Regia di Dino Risi vedi scheda film
Non sarà "Il sorpasso", ma si va comunque ben oltre la semplice commedia. La griffe Dino Risi lascia il segno.
Pur essendo quasi impossibile eguagliare il livello raggiunto tre anni prima con “Il sorpasso” (che personalmente considero la migliore commedia all’italiana di sempre), Dino Risi ripropone uno spaccato estivo della cosiddetta epoca del “boom”, ritraendo una vasta gamma di personaggi accomunati dall’ebbrezza di una villeggiatura nel più affollato, rinomato e popolare dei siti balneari, una Riccione accaldata, rumorosa, ricoperta di ombrelloni, macchine, vacanzieri vocianti e confusione in ogni angolo. Se il tono è quello della commedia, il quadro sociologico che ne emerge è impietoso nel denunciare il conformismo, la superficialità e il culto dell’effimero che, come un virus, sembrano aver contaminato l’intera comunità di villeggianti. La prevedibilità delle piccole vicende raccontate non lascia speranze: storie di corna, maschi bulletti a caccia di oche giulive, la partita di calcio tra scapoli e ammogliati, ristoranti, bar e trattorie che funzionano come catene di montaggio, spiagge cancellate da uno strato di carne umana, migliaia di persone immerse in pochi metri di acqua, creme, sudore, benzina e urina, tonnellate di cartacce, lattine, kleenex e mozziconi gettati allegramente a destra e manca, decine di imbarcazioni da diporto incuranti di chiunque stia loro intorno.

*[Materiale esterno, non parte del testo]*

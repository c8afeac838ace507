use super::config::TerritoryConfig;
use super::powerups::PowerUpKind;
use super::state::{AgentId, Direction, GridPos, MatchState, OwnershipGrid};

/// Bounds-checked pass-through for a human directional intent.
///
/// Returns the destination cell, or None when the move would leave the grid.
pub fn step(pos: GridPos, direction: Direction, grid: &OwnershipGrid) -> Option<GridPos> {
    let dest = pos.moved(direction);
    grid.in_bounds(&dest).then_some(dest)
}

/// Suspend an agent's movement until `now + duration`. Re-freezing
/// overwrites the deadline; effects never stack.
pub fn freeze(state: &mut MatchState, agent: AgentId, now: u64, duration: u64) {
    state.agents[agent].frozen_until = now + duration;
    tracing::debug!(?agent, until = now + duration, "agent frozen");
}

/// Apply a validated move intent: ownership transfer, score deltas, position
/// update, then power-up collection.
///
/// Callers filter frozen agents and out-of-bounds destinations already; if
/// one slips through this degrades to a no-op rather than an error. A "stay"
/// is likewise a no-op.
///
/// Returns the collected power-up kind, if the destination held one.
pub fn apply_move(
    state: &mut MatchState,
    agent: AgentId,
    dest: GridPos,
    now: u64,
    config: &TerritoryConfig,
) -> Option<PowerUpKind> {
    if state.agents[agent].is_frozen(now) {
        return None;
    }
    if !state.grid.in_bounds(&dest) || dest == state.agents[agent].position {
        return None;
    }

    let prior_owner = state.grid.get(&dest);
    if prior_owner != Some(agent) {
        state.agents[agent].score += 1;
        if prior_owner.is_some() {
            let opponent = agent.opponent();
            // Territory loss never drives a score negative
            if state.agents[opponent].score > 0 {
                state.agents[opponent].score -= 1;
            }
        }
    }

    state.grid.set(&dest, Some(agent));
    state.agents[agent].position = dest;

    let collected = state.power_ups.collect(&dest);
    if let Some(kind) = collected {
        match kind {
            PowerUpKind::Freeze => {
                freeze(state, agent.opponent(), now, config.freeze_ticks());
            }
            PowerUpKind::Points => {
                state.agents[agent].score += config.points_bonus;
            }
        }
        state.power_ups.schedule_respawn(now + config.respawn_delay_ticks());
        tracing::debug!(?agent, ?kind, "power-up collected");
    }

    collected
}
use chrono::NaiveDate;
use serde::{Deserialize, Serialize};

use super::Series;
use crate::trading::indicator::{IndicatorBundle, IndicatorConfig};

/// 历史数据表的一行，主键 (ticker, date)
#[derive(Debug, Clone, PartialEq, Deserialize, Serialize)]
pub struct HistoricalRow {
    pub ticker: String,
    pub date: NaiveDate,
    pub open: f64,
    pub high: f64,
    pub low: f64,
    pub close: f64,
    pub volume: f64,
    pub rsi: Option<f64>,
    pub ma50: Option<f64>,
    pub ma200: Option<f64>,
    pub supertrend: Option<f64>,
}

impl HistoricalRow {
    /// One row per bar. Columns whose indicator is not configured stay `None`.
    pub fn from_bundle(
        ticker: &str,
        series: &Series,
        bundle: &IndicatorBundle,
        config: &IndicatorConfig,
    ) -> Vec<HistoricalRow> {
        let rsi = bundle.series(&config.rsi_name());
        let ma50 = bundle.series(&IndicatorConfig::ma_name(50));
        let ma200 = bundle.series(&IndicatorConfig::ma_name(200));
        let supertrend = bundle.series(&config.persisted_super_trend.name());

        series
            .bars()
            .iter()
            .enumerate()
            .map(|(i, bar)| HistoricalRow {
                ticker: ticker.to_string(),
                date: bar.timestamp,
                open: bar.open,
                high: bar.high,
                low: bar.low,
                close: bar.close,
                volume: bar.volume,
                rsi: rsi.and_then(|s| s.get(i)),
                ma50: ma50.and_then(|s| s.get(i)),
                ma200: ma200.and_then(|s| s.get(i)),
                supertrend: supertrend.and_then(|s| s.get(i)),
            })
            .collect()
    }
}
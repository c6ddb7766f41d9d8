use std::collections::HashMap;
use std::path::PathBuf;

use anyhow::{anyhow, Context};
use async_trait::async_trait;

use crate::trading::model::Bar;

/// 历史K线来源
#[async_trait]
pub trait HistorySource: Send + Sync {
    /// Daily bars for `symbol` in ascending date order. An unknown symbol may
    /// return either an error or an empty vector.
    async fn load(&self, symbol: &str) -> anyhow::Result<Vec<Bar>>;
}

/// Reads `<dir>/<symbol>.json`, a JSON array of bars.
pub struct JsonFileHistorySource {
    dir: PathBuf,
}

impl JsonFileHistorySource {
    pub fn new(dir: impl Into<PathBuf>) -> Self {
        Self { dir: dir.into() }
    }

    fn path_for(&self, symbol: &str) -> PathBuf {
        self.dir.join(format!("{}.json", symbol))
    }
}

#[async_trait]
impl HistorySource for JsonFileHistorySource {
    async fn load(&self, symbol: &str) -> anyhow::Result<Vec<Bar>> {
        let path = self.path_for(symbol);
        let raw = tokio::fs::read_to_string(&path)
            .await
            .with_context(|| format!("读取历史数据失败: {}", path.display()))?;
        let bars: Vec<Bar> = serde_json::from_str(&raw)
            .with_context(|| format!("解析历史数据失败: {}", path.display()))?;
        Ok(bars)
    }
}

/// Fixed in-memory histories, mostly for tests and replays.
#[derive(Default)]
pub struct InMemoryHistorySource {
    histories: HashMap<String, Vec<Bar>>,
}

impl InMemoryHistorySource {
    pub fn new() -> Self {
        Self::default()
    }

    pub fn with(mut self, symbol: &str, bars: Vec<Bar>) -> Self {
        self.histories.insert(symbol.to_string(), bars);
        self
    }
}

#[async_trait]
impl HistorySource for InMemoryHistorySource {
    async fn load(&self, symbol: &str) -> anyhow::Result<Vec<Bar>> {
        self.histories
            .get(symbol)
            .cloned()
            .ok_or_else(|| anyhow!("no history for {}", symbol))
    }
}
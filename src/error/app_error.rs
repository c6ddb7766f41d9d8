use thiserror::Error;

use super::IndicatorError;

pub type Result<T> = std::result::Result<T, AppError>;

/// 应用错误
#[derive(Error, Debug)]
pub enum AppError {
    /// 配置错误
    #[error("配置错误: {0}")]
    Config(String),

    /// 指标计算错误
    #[error("指标错误: {0}")]
    Indicator(#[from] IndicatorError),
}
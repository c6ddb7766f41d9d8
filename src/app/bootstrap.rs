use std::path::PathBuf;
use std::sync::Arc;
use std::time::Duration;

use anyhow::anyhow;
use clap::Parser;
use tracing::{info, warn};

use crate::app_config::shutdown::ShutdownSignal;
use crate::trading::indicator::IndicatorConfig;
use crate::trading::task::{
    BatchReport, IndicatorJob, JsonFileHistoricalStore, JsonFileHistorySource,
};
use crate::trading::utils::collect_tickers;

/// 指标批处理命令行参数
#[derive(Debug, Clone, Parser)]
#[command(name = "rust_quant_dashboard", about = "Compute daily indicators for a ticker list")]
pub struct BatchArgs {
    /// Directory holding `<symbol>.json` daily bar histories
    #[arg(long, env = "HISTORY_DIR", default_value = "data/history")]
    pub history_dir: PathBuf,

    /// Directory receiving `<ticker>.json` enriched rows
    #[arg(long, env = "OUTPUT_DIR", default_value = "data/historical_data")]
    pub output_dir: PathBuf,

    /// Watchlist tickers, comma separated
    #[arg(long, env = "WATCHLIST", value_delimiter = ',')]
    pub tickers: Vec<String>,

    /// Portfolio tickers, comma separated
    #[arg(long, env = "PORTFOLIO", value_delimiter = ',')]
    pub portfolio: Vec<String>,

    /// Optional JSON file overriding indicator parameters
    #[arg(long, env = "INDICATOR_CONFIG")]
    pub config: Option<PathBuf>,

    #[arg(long, env = "BATCH_CONCURRENCY", default_value_t = 4)]
    pub concurrency: usize,

    /// Pause after each ticker, in milliseconds
    #[arg(long, env = "BATCH_DELAY_MS", default_value_t = 0)]
    pub delay_ms: u64,
}

/// 运行一次批处理
pub async fn run_batch(args: BatchArgs, shutdown: &ShutdownSignal) -> anyhow::Result<BatchReport> {
    let config = match &args.config {
        Some(path) => IndicatorConfig::from_json_file(path)?,
        None => IndicatorConfig::default(),
    };

    let tickers = collect_tickers(
        args.tickers.iter().map(String::as_str),
        args.portfolio.iter().map(String::as_str),
    );
    if tickers.is_empty() {
        warn!("No tickers found. Add stocks to Watchlist or Portfolio first.");
        return Err(anyhow!("no tickers configured"));
    }
    info!("Found {} unique tickers.", tickers.len());

    let source = Arc::new(JsonFileHistorySource::new(&args.history_dir));
    let store = Arc::new(JsonFileHistoricalStore::new(&args.output_dir));
    let job = IndicatorJob::new(config)
        .with_concurrency(args.concurrency)
        .with_delay(Duration::from_millis(args.delay_ms));

    Ok(job.run(&tickers, source, store, shutdown).await)
}

#[cfg(test)]
mod tests {
    use super::*;

    #[test]
    fn parses_comma_separated_tickers() {
        let args = BatchArgs::try_parse_from([
            "rust_quant_dashboard",
            "--tickers",
            "infy,tcs",
            "--portfolio",
            "ITC",
            "--concurrency",
            "2",
        ])
        .unwrap();
        assert_eq!(args.tickers, vec!["infy", "tcs"]);
        assert_eq!(args.portfolio, vec!["ITC"]);
        assert_eq!(args.concurrency, 2);
    }

    #[tokio::test]
    async fn empty_ticker_list_is_an_error() {
        let args = BatchArgs::try_parse_from(["rust_quant_dashboard"]).unwrap();
        let args = BatchArgs {
            tickers: Vec::new(),
            portfolio: Vec::new(),
            ..args
        };
        assert!(run_batch(args, &ShutdownSignal::new()).await.is_err());
    }
}
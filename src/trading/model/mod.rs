pub mod bar;
pub mod historical_data;
pub mod indicator_series;

pub use bar::{Bar, BarBuilder, Series};
pub use historical_data::HistoricalRow;
pub use indicator_series::{IndicatorPoint, IndicatorSeries};
//! # Rust Quant Dashboard
//!
//! 日线技术指标计算：MA / EMA / RSI / SuperTrend，以及按标的批量计算与落库

pub mod app;
pub mod app_config;
pub mod error;
pub mod trading;

pub use error::{AppError, IndicatorError};
pub use trading::indicator::{compute_all, IndicatorBundle, IndicatorConfig};
pub use trading::model::{Bar, IndicatorSeries, Series};
use serde::{Deserialize, Serialize};

use super::statistics::rolling_mean;
use crate::error::IndicatorError;

pub const DEFAULT_RSI_PERIOD: usize = 14;
pub const OVERBOUGHT_LEVEL: f64 = 70.0;
pub const OVERSOLD_LEVEL: f64 = 30.0;

/// RSI computed from simple rolling means of gains and losses (not Wilder's
/// RMA).
///
/// - the first `period` positions are absent (`period` deltas are needed);
/// - a zero average loss leaves RS undefined and the RSI absent at that bar,
///   including the flat case where gain and loss are both zero.
pub fn rsi(closes: &[f64], period: usize) -> Result<Vec<Option<f64>>, IndicatorError> {
    if period == 0 {
        return Err(IndicatorError::InvalidPeriod(period));
    }
    let mut out = vec![None; closes.len()];
    if closes.len() <= period {
        return Ok(out);
    }

    let (gains, losses): (Vec<f64>, Vec<f64>) = closes
        .windows(2)
        .map(|w| {
            let change = w[1] - w[0];
            (change.max(0.0), (-change).max(0.0))
        })
        .unzip();

    let avg_gain = rolling_mean(&gains, period)?;
    let avg_loss = rolling_mean(&losses, period)?;

    // delta j 对应序列下标 j + 1
    for (j, (gain, loss)) in avg_gain.iter().zip(avg_loss.iter()).enumerate() {
        out[j + 1] = match (gain, loss) {
            (Some(gain), Some(loss)) => rsi_from_averages(*gain, *loss),
            _ => None,
        };
    }
    Ok(out)
}

/// Last defined RSI of the full-series computation.
pub fn rsi_latest(closes: &[f64], period: usize) -> Result<Option<f64>, IndicatorError> {
    Ok(rsi(closes, period)?.into_iter().rev().flatten().next())
}

fn rsi_from_averages(gain: f64, loss: f64) -> Option<f64> {
    if loss == 0.0 {
        return None;
    }
    let rs = gain / loss;
    let value = 100.0 - 100.0 / (1.0 + rs);
    value.is_finite().then_some(value)
}

/// RSI 区间判断
#[derive(Debug, Clone, Copy, PartialEq, Eq, Deserialize, Serialize)]
pub enum RsiZone {
    Overbought,
    Oversold,
    Neutral,
}

impl RsiZone {
    pub fn classify(value: f64) -> Self {
        if value > OVERBOUGHT_LEVEL {
            RsiZone::Overbought
        } else if value < OVERSOLD_LEVEL {
            RsiZone::Oversold
        } else {
            RsiZone::Neutral
        }
    }
}
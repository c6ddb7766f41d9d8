use std::path::Path;

use serde::{Deserialize, Serialize};

use super::rsi::DEFAULT_RSI_PERIOD;
use crate::error::{self, AppError, IndicatorError};

/// SuperTrend 参数组
#[derive(Debug, Clone, Copy, PartialEq, Deserialize, Serialize)]
pub struct SuperTrendParams {
    pub period: usize,
    pub multiplier: f64,
}

impl SuperTrendParams {
    pub const fn new(period: usize, multiplier: f64) -> Self {
        Self { period, multiplier }
    }

    /// `supertrend_10_3`, `supertrend_10_2.5`, ...
    pub fn name(&self) -> String {
        format!("supertrend_{}_{}", self.period, self.multiplier)
    }
}

pub const DEFAULT_SUPER_TREND_PRESETS: [SuperTrendParams; 3] = [
    SuperTrendParams::new(10, 2.0),
    SuperTrendParams::new(10, 3.0),
    SuperTrendParams::new(20, 5.0),
];

/// 指标参数配置
#[derive(Debug, Clone, PartialEq, Deserialize, Serialize)]
#[serde(default)]
pub struct IndicatorConfig {
    pub rsi_period: usize,
    pub ma_periods: Vec<usize>,
    pub ema_spans: Vec<usize>,
    pub super_trend: Vec<SuperTrendParams>,
    /// Preset whose values fill the persisted `supertrend` column.
    pub persisted_super_trend: SuperTrendParams,
}

impl Default for IndicatorConfig {
    fn default() -> Self {
        Self {
            rsi_period: DEFAULT_RSI_PERIOD,
            ma_periods: vec![50, 200],
            ema_spans: vec![20],
            super_trend: DEFAULT_SUPER_TREND_PRESETS.to_vec(),
            persisted_super_trend: SuperTrendParams::new(10, 3.0),
        }
    }
}

impl IndicatorConfig {
    pub fn rsi_name(&self) -> String {
        "rsi".to_string()
    }

    pub fn ma_name(period: usize) -> String {
        format!("ma{}", period)
    }

    pub fn ema_name(span: usize) -> String {
        format!("ema{}", span)
    }

    /// Every indicator name this configuration produces, in bundle order.
    pub fn names(&self) -> Vec<String> {
        let mut names = vec![self.rsi_name()];
        names.extend(self.ma_periods.iter().map(|&p| Self::ma_name(p)));
        names.extend(self.ema_spans.iter().map(|&s| Self::ema_name(s)));
        names.extend(self.super_trend.iter().map(SuperTrendParams::name));
        names
    }

    pub fn validate(&self) -> Result<(), IndicatorError> {
        let periods = std::iter::once(self.rsi_period)
            .chain(self.ma_periods.iter().copied())
            .chain(self.ema_spans.iter().copied())
            .chain(self.super_trend.iter().map(|p| p.period));
        for period in periods {
            if period == 0 {
                return Err(IndicatorError::InvalidPeriod(period));
            }
        }
        for params in &self.super_trend {
            if !params.multiplier.is_finite() || params.multiplier < 0.0 {
                return Err(IndicatorError::InvalidMultiplier(params.multiplier));
            }
        }
        // 落库的 supertrend 列必须来自已配置的参数组
        if !self.super_trend.contains(&self.persisted_super_trend) {
            return Err(IndicatorError::UnknownPersistedPreset(
                self.persisted_super_trend.name(),
            ));
        }
        Ok(())
    }

    pub fn from_json_file(path: impl AsRef<Path>) -> error::Result<Self> {
        let path = path.as_ref();
        let raw = std::fs::read_to_string(path)
            .map_err(|e| AppError::Config(format!("{}: {}", path.display(), e)))?;
        let config: IndicatorConfig = serde_json::from_str(&raw)
            .map_err(|e| AppError::Config(format!("{}: {}", path.display(), e)))?;
        config.validate()?;
        Ok(config)
    }
}
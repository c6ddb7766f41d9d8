pub mod env;
pub mod log;
pub mod shutdown;
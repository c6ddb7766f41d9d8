use std::env;

/// 读取字符串环境变量，未设置或为空时返回默认值
pub fn env_or_default(key: &str, default: &str) -> String {
    env::var(key)
        .ok()
        .map(|v| v.trim().to_string())
        .filter(|v| !v.is_empty())
        .unwrap_or_else(|| default.to_string())
}
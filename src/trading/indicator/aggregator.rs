use std::collections::BTreeMap;

use serde::{Deserialize, Serialize};
use tracing::debug;

use super::config::{IndicatorConfig, SuperTrendParams};
use super::rsi::{rsi, RsiZone};
use super::statistics::{ema, sma, sma_latest};
use super::super_trend::{super_trend_values, TrendDirection};
use crate::error::IndicatorError;
use crate::trading::model::{Bar, IndicatorSeries, Series};

/// 单个标的的全部指标结果：完整序列 + 最新值快照
#[derive(Debug, Clone, Default, PartialEq, Deserialize, Serialize)]
pub struct IndicatorBundle {
    pub series: BTreeMap<String, IndicatorSeries>,
    pub latest: BTreeMap<String, Option<f64>>,
}

impl IndicatorBundle {
    fn insert(&mut self, name: String, series: IndicatorSeries, latest: Option<f64>) {
        self.latest.insert(name.clone(), latest);
        self.series.insert(name, series);
    }

    pub fn series(&self, name: &str) -> Option<&IndicatorSeries> {
        self.series.get(name)
    }

    pub fn latest(&self, name: &str) -> Option<f64> {
        self.latest.get(name).copied().flatten()
    }

    /// True when no series holds any position (empty input).
    pub fn is_empty(&self) -> bool {
        self.series.values().all(IndicatorSeries::is_empty)
    }

    pub fn rsi_zone(&self) -> Option<RsiZone> {
        self.latest("rsi").map(RsiZone::classify)
    }

    /// Direction of the latest SuperTrend level for `params` against `close`.
    pub fn trend_direction(&self, params: &SuperTrendParams, close: f64) -> Option<TrendDirection> {
        self.latest(&params.name())
            .map(|level| TrendDirection::from_close(close, level))
    }
}

/// Validates `bars` and computes every configured indicator.
///
/// Structural problems in the input (`MalformedBar`, non-monotonic dates) fail
/// the whole call; short input just produces absent values.
pub fn compute_all(
    bars: &[Bar],
    config: &IndicatorConfig,
) -> Result<IndicatorBundle, IndicatorError> {
    let series = Series::new(bars.to_vec())?;
    compute_series(&series, config)
}

/// Same as [`compute_all`] for an already validated series.
pub fn compute_series(
    series: &Series,
    config: &IndicatorConfig,
) -> Result<IndicatorBundle, IndicatorError> {
    config.validate()?;

    let timestamps = series.timestamps();
    let closes = series.closes();
    let mut bundle = IndicatorBundle::default();

    let rsi_series = IndicatorSeries::from_values(&timestamps, rsi(&closes, config.rsi_period)?);
    let rsi_latest = rsi_series.latest();
    bundle.insert(config.rsi_name(), rsi_series, rsi_latest);

    for &period in &config.ma_periods {
        let values = IndicatorSeries::from_values(&timestamps, sma(&closes, period)?);
        bundle.insert(
            IndicatorConfig::ma_name(period),
            values,
            sma_latest(&closes, period)?,
        );
    }

    for &span in &config.ema_spans {
        let values = IndicatorSeries::from_values(&timestamps, ema(&closes, span)?);
        let latest = values.latest();
        bundle.insert(IndicatorConfig::ema_name(span), values, latest);
    }

    // 各参数组互相独立，每次使用新的状态
    for params in &config.super_trend {
        let values = IndicatorSeries::from_values(
            &timestamps,
            super_trend_values(series.bars(), params.period, params.multiplier)?,
        );
        let latest = values.latest();
        bundle.insert(params.name(), values, latest);
    }

    debug!(
        "computed {} indicators over {} bars",
        bundle.series.len(),
        series.len()
    );
    Ok(bundle)
}

#[cfg(test)]
mod tests {
    use super::*;
    use chrono::{Duration, NaiveDate};

    fn rising(n: usize) -> Vec<Bar> {
        let start = NaiveDate::from_ymd_opt(2023, 1, 2).unwrap();
        (0..n)
            .map(|i| {
                let c = 100.0 + i as f64;
                Bar {
                    timestamp: start + Duration::days(i as i64),
                    open: c - 0.5,
                    high: c + 1.0,
                    low: c - 1.0,
                    close: c,
                    volume: 1_000.0,
                }
            })
            .collect()
    }

    #[test]
    fn bundle_contains_every_configured_name() {
        let config = IndicatorConfig::default();
        let bundle = compute_all(&rising(60), &config).unwrap();
        for name in config.names() {
            let series = bundle.series(&name).unwrap();
            assert_eq!(series.len(), 60, "{}", name);
            assert!(bundle.latest.contains_key(&name));
        }
        assert_eq!(bundle.latest("ma200"), None);
        // closes 110..=159 -> mean 134.5
        assert_eq!(bundle.latest("ma50"), Some(134.5));
        assert_eq!(bundle.series("ma50").unwrap().latest(), Some(134.5));
    }

    #[test]
    fn invalid_config_is_rejected() {
        let config = IndicatorConfig {
            ema_spans: vec![0],
            ..IndicatorConfig::default()
        };
        assert_eq!(
            compute_all(&rising(5), &config),
            Err(IndicatorError::InvalidPeriod(0))
        );
    }

    #[test]
    fn malformed_input_is_rejected() {
        let mut bars = rising(5);
        bars[3].close = f64::NAN;
        assert!(matches!(
            compute_all(&bars, &IndicatorConfig::default()),
            Err(IndicatorError::MalformedBar { index: 3, .. })
        ));
    }

    #[test]
    fn trend_direction_uses_latest_level() {
        let config = IndicatorConfig::default();
        let bars = rising(40);
        let bundle = compute_all(&bars, &config).unwrap();
        let last_close = bars.last().unwrap().close;
        assert_eq!(
            bundle.trend_direction(&config.persisted_super_trend, last_close),
            Some(TrendDirection::Bullish)
        );
        // 单调上涨：平均亏损为0，RSI 为空
        assert_eq!(bundle.rsi_zone(), None);
    }
}
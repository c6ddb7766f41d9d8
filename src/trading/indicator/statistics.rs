//! 序列统计：SMA / EMA / 滚动均值与方差
//!
//! All helpers return one slot per input value; `None` marks the warm-up part
//! of the window.

use ta::indicators::ExponentialMovingAverage;
use ta::Next;

use crate::error::IndicatorError;

fn check_period(period: usize) -> Result<(), IndicatorError> {
    if period == 0 {
        return Err(IndicatorError::InvalidPeriod(period));
    }
    Ok(())
}

/// Arithmetic mean of each trailing window of `window` values.
///
/// Every window is summed from scratch so an all-zero window yields exactly
/// `0.0`, which the RSI relies on.
pub fn rolling_mean(values: &[f64], window: usize) -> Result<Vec<Option<f64>>, IndicatorError> {
    check_period(window)?;
    let mut out = vec![None; values.len()];
    for (offset, w) in values.windows(window).enumerate() {
        out[offset + window - 1] = Some(w.iter().sum::<f64>() / window as f64);
    }
    Ok(out)
}

/// Sample variance (ddof = 1) of each trailing window. A window of one value
/// has no sample variance, so `window == 1` yields an all-`None` result.
pub fn rolling_variance(
    values: &[f64],
    window: usize,
) -> Result<Vec<Option<f64>>, IndicatorError> {
    check_period(window)?;
    let mut out = vec![None; values.len()];
    if window < 2 {
        return Ok(out);
    }
    for (offset, w) in values.windows(window).enumerate() {
        let mean = w.iter().sum::<f64>() / window as f64;
        let ss = w.iter().map(|x| (x - mean).powi(2)).sum::<f64>();
        out[offset + window - 1] = Some(ss / (window - 1) as f64);
    }
    Ok(out)
}

pub fn rolling_std(values: &[f64], window: usize) -> Result<Vec<Option<f64>>, IndicatorError> {
    Ok(rolling_variance(values, window)?
        .into_iter()
        .map(|v| v.map(f64::sqrt))
        .collect())
}

/// 简单移动平均，前 `period - 1` 个位置为空
pub fn sma(closes: &[f64], period: usize) -> Result<Vec<Option<f64>>, IndicatorError> {
    rolling_mean(closes, period)
}

/// Mean of the last `period` closes of the whole series, `None` when the
/// series is shorter than `period`.
pub fn sma_latest(closes: &[f64], period: usize) -> Result<Option<f64>, IndicatorError> {
    check_period(period)?;
    if closes.len() < period {
        return Ok(None);
    }
    let tail = &closes[closes.len() - period..];
    Ok(Some(tail.iter().sum::<f64>() / period as f64))
}

/// 指数移动平均（adjust = false）
///
/// `ema[0] = closes[0]`, then `ema[i] = a * closes[i] + (1 - a) * ema[i-1]` with
/// `a = 2 / (span + 1)`. Defined from the first bar on.
pub fn ema(closes: &[f64], span: usize) -> Result<Vec<Option<f64>>, IndicatorError> {
    check_period(span)?;
    let mut indicator =
        ExponentialMovingAverage::new(span).map_err(|_| IndicatorError::InvalidPeriod(span))?;
    Ok(closes.iter().map(|&c| Some(indicator.next(c))).collect())
}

Il film scorre speditamente ed è ben interpretato dalla maggior parte degli attori che vi partecipano, a partire ovviamente da Enrico Maria Salerno, protagonista e occhio critico al servizio dello spettatore, una specie di guida distaccata dal resto della fauna che lo circonda. Al suo fianco Sandra Milo nel ruolo della moglie, certamente adeguata dal punto di vista recitativo, ma ancora segnata dal marchio appiccicatole genialmente da Federico Fellini in “Otto e mezzo”. Un po’ troppo gigionesca ma pur sempre divertente la partecipazione di Raffaele Pisu, con le sue barzellette che tutti già conoscono, le sue smorfie gommose e un comico quanto nevrotico arbitraggio della succitata e deprimente partita tra scapoli e ammogliati. Più misurato il sempre efficace Leopoldo Trieste, nella parte del classico Italiano “oversexed and undernourished” come usavano definirli i G.I. americani all’epoca della Liberazione. In altre parole, fissati con il sesso, ma senza avere il fisico adeguato... All’opposto, troviamo il “gigolò” interpretato da un Jean Sorel bello e inespressivo come sempre e per giunta doppiato da Renzo Palmer. Se si chiudono gli occhi quando parla, l’abbinamento può spiazzare, un po’ come quando Alberto Sordi prestava la voce a giubbe blu nei film di John Huston! Trascurabili invece le prestazioni di Daniela Bianchi, attrice senza mordente che deve la sua modesta notorietà al suo ruolo di “Bond’s girl” in “007 dalla Russia con amore”, e di Lelio Luttazzi, grigio ma quanto meno autore di uno scarno commento musicale tutto tastiera anni ’60, sovrastato da una pletora di brani pop di quegli anni, come già avveniva nel “Sorpasso”. Qui, l’elenco sarebbe ancora più lungo e non può lasciare insensibile chi, come me, all’epoca era teenager. Si va da “Il mondo” di Jimmy Fontana a “Lui” di Rita Pavone, passando per i brani piò popolari dei Rokes, Edoardo Vianello, Gianni Morandi, Ricky Shayne (qualcuno lo ricorda?), solo per citarne alcuni.